> [ABOUT THIS TASK] Copy each line of the listing that includes "static".

> [DATA RECORDS]
BEGIN

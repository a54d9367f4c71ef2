// Port traits carry the full contract - not every method has a caller yet
#![allow(dead_code)]

//! Error types for port operations.

/// Repository operation errors with context for debugging.
#[derive(Debug, thiserror::Error)]
pub enum RepoError {
    /// Entity not found - carries entity type and id so the message is actionable.
    #[error("{entity_type} not found: {id}")]
    NotFound {
        entity_type: &'static str,
        id: String,
    },

    /// Storage operation failed - carries the operation name for tracing.
    #[error("Storage error in {operation}: {message}")]
    Database {
        operation: &'static str,
        message: String,
    },

    /// Serialization/deserialization failed.
    #[error("Serialization error: {0}")]
    Serialization(String),

    /// Business constraint violated.
    #[error("Constraint violation: {0}")]
    ConstraintViolation(String),
}

impl RepoError {
    pub fn not_found(entity_type: &'static str, id: impl ToString) -> Self {
        Self::NotFound {
            entity_type,
            id: id.to_string(),
        }
    }

    pub fn database(operation: &'static str, message: impl ToString) -> Self {
        Self::Database {
            operation,
            message: message.to_string(),
        }
    }

    pub fn serialization(message: impl ToString) -> Self {
        Self::Serialization(message.to_string())
    }

    pub fn constraint(message: impl ToString) -> Self {
        Self::ConstraintViolation(message.to_string())
    }

    pub fn is_not_found(&self) -> bool {
        matches!(self, Self::NotFound { .. })
    }
}

/// Errors from credential verification.
#[derive(Debug, Clone, thiserror::Error)]
pub enum AuthError {
    #[error("Unknown or expired credential")]
    UnknownToken,
    #[error("Credential store error: {0}")]
    Store(String),
}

END

> [EXERCISE RESPONSE]
        entity_type: &'static str,
        operation: &'static str,
    pub fn not_found(entity_type: &'static str, id: impl ToString) -> Self {
    pub fn database(operation: &'static str, message: impl ToString) -> Self {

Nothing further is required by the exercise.